▶ **Task objective**: Copy out every line in the entries below that includes "anyhow".

▶ **Dataset**:
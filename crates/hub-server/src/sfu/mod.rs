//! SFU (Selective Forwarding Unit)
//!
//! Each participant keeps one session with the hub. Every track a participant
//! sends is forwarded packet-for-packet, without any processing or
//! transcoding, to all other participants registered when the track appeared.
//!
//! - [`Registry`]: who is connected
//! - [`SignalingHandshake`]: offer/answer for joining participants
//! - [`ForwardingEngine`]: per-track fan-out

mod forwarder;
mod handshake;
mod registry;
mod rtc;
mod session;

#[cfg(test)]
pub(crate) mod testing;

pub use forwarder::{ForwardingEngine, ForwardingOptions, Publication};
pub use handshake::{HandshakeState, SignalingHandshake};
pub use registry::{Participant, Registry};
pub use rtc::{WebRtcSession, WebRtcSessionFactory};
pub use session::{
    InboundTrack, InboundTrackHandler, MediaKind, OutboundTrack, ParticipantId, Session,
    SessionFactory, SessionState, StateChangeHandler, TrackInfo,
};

==

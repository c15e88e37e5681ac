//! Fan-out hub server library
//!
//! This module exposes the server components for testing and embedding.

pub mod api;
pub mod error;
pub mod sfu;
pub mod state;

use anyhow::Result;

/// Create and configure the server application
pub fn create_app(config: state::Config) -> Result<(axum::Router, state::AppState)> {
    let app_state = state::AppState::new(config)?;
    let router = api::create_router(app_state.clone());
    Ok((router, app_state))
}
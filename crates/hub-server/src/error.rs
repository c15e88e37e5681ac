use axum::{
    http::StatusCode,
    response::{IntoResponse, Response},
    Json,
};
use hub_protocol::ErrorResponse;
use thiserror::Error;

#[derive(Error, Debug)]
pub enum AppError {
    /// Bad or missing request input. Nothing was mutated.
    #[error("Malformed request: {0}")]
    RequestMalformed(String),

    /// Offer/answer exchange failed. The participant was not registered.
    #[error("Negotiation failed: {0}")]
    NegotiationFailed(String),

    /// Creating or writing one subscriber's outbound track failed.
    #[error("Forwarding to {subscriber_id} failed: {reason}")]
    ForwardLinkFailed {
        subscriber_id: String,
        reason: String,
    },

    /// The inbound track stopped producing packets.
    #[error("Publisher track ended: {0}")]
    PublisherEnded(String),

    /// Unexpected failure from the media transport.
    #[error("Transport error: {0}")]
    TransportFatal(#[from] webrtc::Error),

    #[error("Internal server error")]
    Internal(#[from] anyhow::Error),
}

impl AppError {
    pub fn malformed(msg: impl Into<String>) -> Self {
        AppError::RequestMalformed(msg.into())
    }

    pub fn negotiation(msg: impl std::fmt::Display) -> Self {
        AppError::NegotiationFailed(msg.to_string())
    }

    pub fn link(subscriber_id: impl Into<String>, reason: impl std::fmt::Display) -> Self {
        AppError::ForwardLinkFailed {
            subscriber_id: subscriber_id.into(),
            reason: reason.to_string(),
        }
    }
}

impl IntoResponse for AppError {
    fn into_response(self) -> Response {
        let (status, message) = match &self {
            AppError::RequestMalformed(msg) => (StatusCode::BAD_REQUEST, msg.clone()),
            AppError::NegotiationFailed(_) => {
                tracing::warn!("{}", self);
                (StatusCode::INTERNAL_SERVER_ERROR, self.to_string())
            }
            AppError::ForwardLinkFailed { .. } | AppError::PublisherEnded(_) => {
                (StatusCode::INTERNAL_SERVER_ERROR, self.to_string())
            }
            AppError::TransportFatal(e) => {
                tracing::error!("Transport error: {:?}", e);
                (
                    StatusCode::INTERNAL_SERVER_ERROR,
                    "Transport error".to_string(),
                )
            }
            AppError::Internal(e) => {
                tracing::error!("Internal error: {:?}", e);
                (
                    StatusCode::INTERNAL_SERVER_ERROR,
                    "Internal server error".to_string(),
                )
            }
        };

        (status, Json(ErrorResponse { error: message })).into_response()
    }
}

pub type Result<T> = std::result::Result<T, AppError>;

▶ **Completed exercise**:
use anyhow::Result;
    Internal(#[from] anyhow::Error),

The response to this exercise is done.